Reforms among public sector banks are slow, as politicians are reluctant to surrender their grip over the deployment of huge amounts of public money. # As a private player what are the problems that you face while communicating with the government? Government intends to reduce its stake to 33% in nationalized banks, please comment on this reform, its positive and negative effects on private players. Introduction of prudential norms, Income Recognition & Asset Classification and compulsory disclosure of accounts has lead to transparency in the working of banks. Any other recommendations as a private bank. Consolidation of the Banking industry by merging strong banks is the latest development in the Indian Banking Sector. ICICI has had a recent merger with BoM, ANZ and Stanchart, etc. Please state your views on the overall development of India with this major development in the financial system. About DEVELOPMENTS in the Indian Banking Sector The 1992 reforms gave scope for diversified product profile. New products and new operating styles exposed the banks to newer and greater risks. # ICICI, as a company holds a diversified portfolio, is the main aim to increase the non-fund based revenue due the trend of falling interest rates? The issue of universal banking resurfaced in Year 2000, when ICICI gave a presentation to RBI to discuss the time frame and possible options for transforming itself into an universal bank.
# Can you please state the benefits of universal banking, may be in terms of revenue or utilisation of resources or others?
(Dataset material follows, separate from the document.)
mod schema;

pub use schema::{BACKEND_URL_ENV, BackendConfig, Config, StorageConfig};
SBI Insurance – just confusing customers by lot of Insurance companies. Your comments on distinguishing factor from a public sector bank which has a low reputation as compared to private sector. # What is the viability of “Insurance & Banking” in India, how would you rate the success of ICICI Prudential – Joy Hope Freedom Life, on a scale of 1 to 10 (10 being highest), do you think PSBs should also go for insurance and why? Due to increasing competition all banks are now heading towards developing areas or rather towns in the country. Especially ICICI, it is known for its network in rural areas, please comment on the potentials in the rural area. How do you see the scope of Internet banking in India, well / bad and why? How much revenue do you see from this business as a percentage of the total business, in the future 5 years down the line? What is the current revenue from this business?